I am going to go look at a reliant jointer tomorrow, asside from making sure the beds and fence are flat, what should I look for?? or should I just run the other way? I figure for $100 I can't to too far wrong . . .


----------



## juniorjock (Feb 3, 2008)

You're right, for $100. I think I'd just check to see if all the adjustments work smooth. Check the knives. A new set may cost you more that what the jointer is worth. Good luck
-JJ


----------



## brianinpa (Mar 16, 2008)

I run towards these types of bargins! Check the cutting head bearings and don't forget the motor. If the motor is filled with wood chips, it may be an indication of how well the previous owner cared for it.


----------



## cmaeda (Sep 1, 2008)

Most of my large tools are used from Craigslist. Keep in mind that most tools being sold are in bad shape so plan on spending a lot of time restoring the jointer. 
A lot of stuff is pretty inexpensive to repair but there are a few deal breakers.
Look at all the cast iron surfaces and check for cracks. If I see cracks, I won't buy.
Make sure the bed and fence are flat.
Make sure the motor works.
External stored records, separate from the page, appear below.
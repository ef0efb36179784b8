//! Filter engine: pure per-pixel transforms applied in place.

use crate::store::ImageRecord;

/// ITU-R BT.601 luma weights.
const RED_WEIGHT: f64 = 0.299;
const GREEN_WEIGHT: f64 = 0.587;
const BLUE_WEIGHT: f64 = 0.114;

/// Blend a channel toward its gray value. `blend` is in [0, 1].
fn blend_channel(original: u8, gray: f64, blend: f64) -> u8 {
    ((1.0 - blend) * original as f64 + blend * gray).round() as u8
}

/// Apply a grayscale blend to an interleaved 8-bit buffer in place.
///
/// `intensity` is a percentage and is clamped to [0, 100]. Channel count
/// governs participation: channel 0 always blends, channels 1 and 2 only
/// when present, and a fourth (alpha) channel is never touched. Missing
/// green/blue fall back to the red value, so single-channel buffers blend
/// toward themselves.
///
/// Gray pixels are fixed points: at 100% intensity an achromatic pixel is
/// unchanged, and a second application changes nothing further.
pub fn grayscale_in_place(pixels: &mut [u8], channels: u8, intensity: f64) {
    let intensity = intensity.clamp(0.0, 100.0);
    let blend = intensity / 100.0;
    let channels = channels as usize;

    for px in pixels.chunks_exact_mut(channels) {
        let red = px[0];
        let green = if channels > 1 { px[1] } else { red };
        let blue = if channels > 2 { px[2] } else { red };

        let gray = (RED_WEIGHT * red as f64
            + GREEN_WEIGHT * green as f64
            + BLUE_WEIGHT * blue as f64)
            .round();

        px[0] = blend_channel(red, gray, blend);
        if channels > 1 {
            px[1] = blend_channel(green, gray, blend);
        }
        if channels > 2 {
            px[2] = blend_channel(blue, gray, blend);
        }
    }
}

/// Apply grayscale to a record and mark it modified.
///
/// The flag is sticky: it is set by any application, even at 0% intensity.
pub fn grayscale(record: &mut ImageRecord, intensity: f64) {
    grayscale_in_place(&mut record.pixels, record.channels, intensity);
    record.modified = true;
}
//! The `morph process` command - one-shot load, filter, and export.

use std::path::{Path, PathBuf};

use clap::Args;
use indicatif::{ProgressBar, ProgressStyle};
use morph_core::{Config, Pipeline};

/// Arguments for the `process` command.
#[derive(Args, Debug)]
pub struct ProcessArgs {
    /// Image files or directories to load
    #[arg(required = true)]
    pub inputs: Vec<PathBuf>,

    /// Apply grayscale at the given intensity percentage (0-100)
    #[arg(long, value_name = "PCT")]
    pub grayscale: Option<f64>,

    /// Restrict filtering and write-out to one loaded image by filename
    #[arg(long, value_name = "NAME")]
    pub target: Option<String>,

    /// Write previews into the configured output folder
    #[arg(long)]
    pub preview: bool,

    /// Export destination directory
    #[arg(short, long, value_name = "DIR")]
    pub output: Option<PathBuf>,

    /// Keep exported images in memory instead of clearing them
    #[arg(long)]
    pub keep: bool,

    /// Print the loaded-image listing as JSON
    #[arg(long)]
    pub json: bool,
}

/// Execute the process command.
pub fn execute(args: ProcessArgs, config: &Config) -> anyhow::Result<()> {
    super::ensure_folders(config)?;
    let mut pipeline = Pipeline::new(config);
    let target = args.target.clone().unwrap_or_default();

    let spinner = ProgressBar::new_spinner();
    spinner.set_style(ProgressStyle::with_template("{spinner} {msg}")?);
    spinner.set_message("Loading images...");

    let mut loaded = 0;
    for input in &args.inputs {
        let expanded = shellexpand::tilde(&input.to_string_lossy()).into_owned();
        match pipeline.add_input(Path::new(&expanded)) {
            Ok(count) => loaded += count,
            Err(e) => tracing::error!("{}", e),
        }
    }
    spinner.finish_and_clear();

    println!("Loaded {} image(s)", loaded);
    if loaded == 0 {
        anyhow::bail!("nothing to process");
    }

    if let Some(intensity) = args.grayscale {
        let processed = pipeline.apply_grayscale(&target, intensity)?;
        println!(
            "Applied grayscale ({}%) to {} image(s)",
            intensity.clamp(0.0, 100.0),
            processed
        );
    }

    if args.preview {
        let report = pipeline.save_preview(&target)?;
        println!("Saved {} preview(s) to disk", report.written);
    }

    if args.json {
        println!("{}", serde_json::to_string_pretty(&pipeline.list_input())?);
    } else {
        for summary in pipeline.list_input() {
            println!("  - {}", summary);
        }
    }

    if let Some(dest) = &args.output {
        let report = pipeline.export_output(dest, !args.keep, &target)?;
        println!("Export complete! ({} file(s))", report.written);
        if report.failed > 0 {
            println!("{} file(s) failed to write", report.failed);
        }
        if !report.is_success() {
            anyhow::bail!("export wrote no files");
        }
    }

    Ok(())
}
#[cfg(test)]
mod tests {
    use super::*;
    use crate::codec::DecodedImage;

    fn test_config(base: &Path) -> Config {
        let mut config = Config::default();
        config.folders.base_dir = base.join("Morph");
        config
    }

    fn pipeline_in(base: &Path) -> Pipeline {
        let config = test_config(base);
        std::fs::create_dir_all(config.preview_dir()).unwrap();
        Pipeline::new(&config)
    }

    fn write_png(dir: &Path, name: &str, width: u32, height: u32) -> PathBuf {
        let path = dir.join(name);
        let pixels: Vec<u8> = (0..width as usize * height as usize * 3)
            .map(|i| (i * 31 % 256) as u8)
            .collect();
        ImageCodec::new()
            .encode(&path, EncodeFormat::Png, width, height, 3, &pixels)
            .unwrap();
        path
    }

    fn unencodable_record(name: &str, width: u32, height: u32) -> ImageRecord {
        // A valid in-memory record whose original extension has no encoder
        let decoded = DecodedImage {
            width,
            height,
            channels: 3,
            pixels: vec![128; width as usize * height as usize * 3],
        };
        ImageRecord::new(Path::new(name), decoded)
    }

    #[test]
    fn test_add_input_single_file() {
        let dir = tempfile::tempdir().unwrap();
        let path = write_png(dir.path(), "one.png", 4, 2);

        let mut pipeline = pipeline_in(dir.path());
        assert_eq!(pipeline.add_input(&path).unwrap(), 1);

        let record = pipeline.store().get(0).unwrap();
        assert_eq!(record.pixels.len(), 4 * 2 * 3);
        assert_eq!(record.identity_key, "one.png");
        assert!(!record.modified);
    }

    #[test]
    fn test_add_input_missing_path() {
        let dir = tempfile::tempdir().unwrap();
        let mut pipeline = pipeline_in(dir.path());
        let err = pipeline.add_input(Path::new("/no/such/file.png")).unwrap_err();
        assert!(matches!(err, PipelineError::PathNotFound(_)));
    }

    #[test]
    fn test_add_input_unsupported_extension() {
        let dir = tempfile::tempdir().unwrap();
        let path = dir.path().join("notes.txt");
        std::fs::write(&path, b"hello").unwrap();

        let mut pipeline = pipeline_in(dir.path());
        let err = pipeline.add_input(&path).unwrap_err();
        assert!(matches!(err, PipelineError::UnsupportedFormat { .. }));
    }

    #[test]
    fn test_add_input_directory_skips_unsupported() {
        let dir = tempfile::tempdir().unwrap();
        let input = dir.path().join("batch");
        std::fs::create_dir(&input).unwrap();
        write_png(&input, "a.png", 2, 2);
        write_png(&input, "b.png", 3, 3);
        std::fs::write(input.join("readme.txt"), b"not an image").unwrap();

        let mut pipeline = pipeline_in(dir.path());
        assert_eq!(pipeline.add_input(&input).unwrap(), 2);
        assert_eq!(pipeline.store().len(), 2);
    }

    #[test]
    fn test_add_input_directory_with_corrupt_file_only() {
        let dir = tempfile::tempdir().unwrap();
        let input = dir.path().join("batch");
        std::fs::create_dir(&input).unwrap();
        std::fs::write(input.join("broken.png"), b"garbage bytes").unwrap();

        let mut pipeline = pipeline_in(dir.path());
        let err = pipeline.add_input(&input).unwrap_err();
        assert!(matches!(err, PipelineError::NoImagesLoaded(_)));
        assert!(pipeline.store().is_empty());
    }

    #[test]
    fn test_add_input_directory_tolerates_partial_decode_failure() {
        let dir = tempfile::tempdir().unwrap();
        let input = dir.path().join("batch");
        std::fs::create_dir(&input).unwrap();
        write_png(&input, "good.png", 2, 2);
        std::fs::write(input.join("broken.png"), b"garbage bytes").unwrap();

        let mut pipeline = pipeline_in(dir.path());
        assert_eq!(pipeline.add_input(&input).unwrap(), 1);
    }

    #[test]
    fn test_grayscale_empty_store() {
        let dir = tempfile::tempdir().unwrap();
        let mut pipeline = pipeline_in(dir.path());
        let err = pipeline.apply_grayscale("", 100.0).unwrap_err();
        assert!(matches!(err, PipelineError::EmptyStore));
    }

    #[test]
    fn test_grayscale_target_not_found_mutates_nothing() {
        let dir = tempfile::tempdir().unwrap();
        let path = write_png(dir.path(), "one.png", 2, 2);

        let mut pipeline = pipeline_in(dir.path());
        pipeline.add_input(&path).unwrap();
        let before = pipeline.store().get(0).unwrap().pixels.clone();

        let err = pipeline.apply_grayscale("missing.png", 100.0).unwrap_err();
        assert!(matches!(err, PipelineError::TargetNotFound(_)));

        let record = pipeline.store().get(0).unwrap();
        assert!(!record.modified);
        assert_eq!(record.pixels, before);
    }

    #[test]
    fn test_grayscale_all_records() {
        let dir = tempfile::tempdir().unwrap();
        let input = dir.path().join("batch");
        std::fs::create_dir(&input).unwrap();
        write_png(&input, "a.png", 2, 2);
        write_png(&input, "b.png", 2, 2);

        let mut pipeline = pipeline_in(dir.path());
        pipeline.add_input(&input).unwrap();
        assert_eq!(pipeline.apply_grayscale("", 100.0).unwrap(), 2);
        assert!(pipeline.store().iter().all(|r| r.modified));
    }

    #[test]
    fn test_grayscale_target_is_case_insensitive() {
        let dir = tempfile::tempdir().unwrap();
        let path = write_png(dir.path(), "Photo.PNG", 2, 2);

        let mut pipeline = pipeline_in(dir.path());
        pipeline.add_input(&path).unwrap();
        assert_eq!(pipeline.apply_grayscale("photo.png", 50.0).unwrap(), 1);
        assert!(pipeline.store().get(0).unwrap().modified);
    }

    #[test]
    fn test_grayscale_targets_only_first_match() {
        let dir = tempfile::tempdir().unwrap();
        let input = dir.path().join("batch");
        std::fs::create_dir(&input).unwrap();
        write_png(&input, "a.png", 2, 2);
        write_png(&input, "b.png", 2, 2);

        let mut pipeline = pipeline_in(dir.path());
        pipeline.add_input(&input).unwrap();
        assert_eq!(pipeline.apply_grayscale("a.png", 100.0).unwrap(), 1);
        assert!(pipeline.store().get(0).unwrap().modified);
        assert!(!pipeline.store().get(1).unwrap().modified);
    }

    #[test]
    fn test_save_preview_keeps_store() {
        let dir = tempfile::tempdir().unwrap();
        let path = write_png(dir.path(), "one.png", 2, 2);

        let mut pipeline = pipeline_in(dir.path());
        pipeline.add_input(&path).unwrap();

        let report = pipeline.save_preview("").unwrap();
        assert_eq!(report.written, 1);
        assert_eq!(report.cleared, 0);
        assert!(report.is_success());
        assert_eq!(pipeline.store().len(), 1);

        let preview = test_config(dir.path()).preview_dir().join("one.png");
        assert!(preview.exists());
    }

    #[test]
    fn test_save_preview_empty_store() {
        let dir = tempfile::tempdir().unwrap();
        let mut pipeline = pipeline_in(dir.path());
        let err = pipeline.save_preview("").unwrap_err();
        assert!(matches!(err, PipelineError::EmptyStore));
    }

    #[test]
    fn test_export_clears_written_records() {
        let dir = tempfile::tempdir().unwrap();
        let input = dir.path().join("batch");
        std::fs::create_dir(&input).unwrap();
        write_png(&input, "a.png", 2, 2);
        write_png(&input, "b.png", 2, 2);
        write_png(&input, "c.png", 2, 2);

        let mut pipeline = pipeline_in(dir.path());
        pipeline.add_input(&input).unwrap();

        let dest = dir.path().join("exported");
        let report = pipeline.export_output(&dest, true, "").unwrap();
        assert_eq!(report.written, 3);
        assert_eq!(report.cleared, 3);
        assert!(pipeline.store().is_empty());
        for name in ["a.png", "b.png", "c.png"] {
            assert!(dest.join(name).exists());
        }
    }

    #[test]
    fn test_export_keeps_failed_records() {
        let dir = tempfile::tempdir().unwrap();
        let input = dir.path().join("batch");
        std::fs::create_dir(&input).unwrap();
        write_png(&input, "a.png", 2, 2);
        write_png(&input, "b.png", 2, 2);

        let mut pipeline = pipeline_in(dir.path());
        pipeline.add_input(&input).unwrap();
        pipeline.store.add(unencodable_record("stuck.tga", 2, 2));

        let dest = dir.path().join("exported");
        let report = pipeline.export_output(&dest, true, "").unwrap();
        assert_eq!(report.written, 2);
        assert_eq!(report.failed, 1);
        assert_eq!(report.cleared, 2);

        // Only the unencodable record survives
        assert_eq!(pipeline.store().len(), 1);
        assert_eq!(pipeline.store().get(0).unwrap().identity_key, "stuck.tga");
        assert!(!dest.join("stuck.tga").exists());
    }

    #[test]
    fn test_export_without_clear_keeps_everything() {
        let dir = tempfile::tempdir().unwrap();
        let path = write_png(dir.path(), "one.png", 2, 2);

        let mut pipeline = pipeline_in(dir.path());
        pipeline.add_input(&path).unwrap();

        let dest = dir.path().join("exported");
        let report = pipeline.export_output(&dest, false, "").unwrap();
        assert_eq!(report.written, 1);
        assert_eq!(report.cleared, 0);
        assert_eq!(pipeline.store().len(), 1);
    }

    #[test]
    fn test_export_target_no_match_writes_nothing() {
        let dir = tempfile::tempdir().unwrap();
        let path = write_png(dir.path(), "one.png", 2, 2);

        let mut pipeline = pipeline_in(dir.path());
        pipeline.add_input(&path).unwrap();

        let dest = dir.path().join("exported");
        let report = pipeline.export_output(&dest, true, "missing.png").unwrap();
        assert_eq!(report.written, 0);
        assert!(!report.is_success());
        assert_eq!(pipeline.store().len(), 1);
    }

    #[test]
    fn test_export_directory_create_failure_aborts() {
        let dir = tempfile::tempdir().unwrap();
        let path = write_png(dir.path(), "one.png", 2, 2);

        let mut pipeline = pipeline_in(dir.path());
        pipeline.add_input(&path).unwrap();

        // Destination collides with a regular file
        let blocked = dir.path().join("blocked");
        std::fs::write(&blocked, b"occupied").unwrap();

        let err = pipeline.export_output(&blocked, true, "").unwrap_err();
        assert!(matches!(err, PipelineError::DirectoryCreate { .. }));
        assert_eq!(pipeline.store().len(), 1);
    }

    #[test]
    fn test_memory_usage_sums_buffers() {
        let dir = tempfile::tempdir().unwrap();
        let mut pipeline = pipeline_in(dir.path());
        assert_eq!(pipeline.memory_usage(), 0);

        let a = write_png(dir.path(), "a.png", 4, 2);
        let b = write_png(dir.path(), "b.png", 3, 3);
        pipeline.add_input(&a).unwrap();
        pipeline.add_input(&b).unwrap();

        assert_eq!(pipeline.memory_usage(), 4 * 2 * 3 + 3 * 3 * 3);
    }

    #[test]
    fn test_list_input_reflects_store_order_and_flags() {
        let dir = tempfile::tempdir().unwrap();
        let input = dir.path().join("batch");
        std::fs::create_dir(&input).unwrap();
        write_png(&input, "a.png", 2, 2);
        write_png(&input, "b.png", 2, 2);

        let mut pipeline = pipeline_in(dir.path());
        pipeline.add_input(&input).unwrap();
        pipeline.apply_grayscale("b.png", 100.0).unwrap();

        let listing = pipeline.list_input();
        assert_eq!(listing.len(), 2);
        assert_eq!(listing[0].name, "a.png");
        assert!(!listing[0].modified);
        assert_eq!(listing[1].name, "b.png");
        assert!(listing[1].modified);
        assert_eq!(listing[0].bytes, 2 * 2 * 3);
    }
}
Motors are pretty easy to repair but some repairs take a really long time so unless its' a really good deal, stay away from broken motors.
Most bearings are pretty inexpensive to replace but make sure the problem is with the bearing and not the arbor or the knife holder.
Before looking at the jointer, its' also helpful if you can get an exact model number to see if you can still get replacement parts and see how much common stuff like the belt and the knives cost. 
I think that's about it.


----------



## carlosponti (Sep 9, 2008)

I bought a used jointer from a co-worker it ran fine. like already mentioned make sure the cast iron isnt cracked or warped on the fence and not cracked on the bed. make sure you can get it adjusted etc. dont be fooled by rust on the top that can be cleaned up. mine was rusted took some care and its smooth again.


----------



## fredf (Mar 29, 2008)

I picked it up last night, not bad condition at all. the Power switch was so full of sawDUST that you couldnt push it so it ran all the time, It needed a new power plug (ground pin was missing) those issues are now fixed, and the top has been cleaned well enough to use. The worst problem is that the knives were MISSING (considering the DUST in the switch they must have been really dull,) the guy did had the wedges with the gib screws so for $18 or so for new blades we will be in business. At some point I will probably want to replace the belt with a link belt, but that can wait till I am gainfully employed again. built in 1992, its sweet 16


----------



## cmaeda (Sep 1, 2008)

If you're buying new blades consider an upgrade to carbide blades. You can joint ten times the amount of wood between sharpenings. Just don't use it when you're jointing rough lumber, as sometimes, you'll get nails or other random metals bits in there.


----------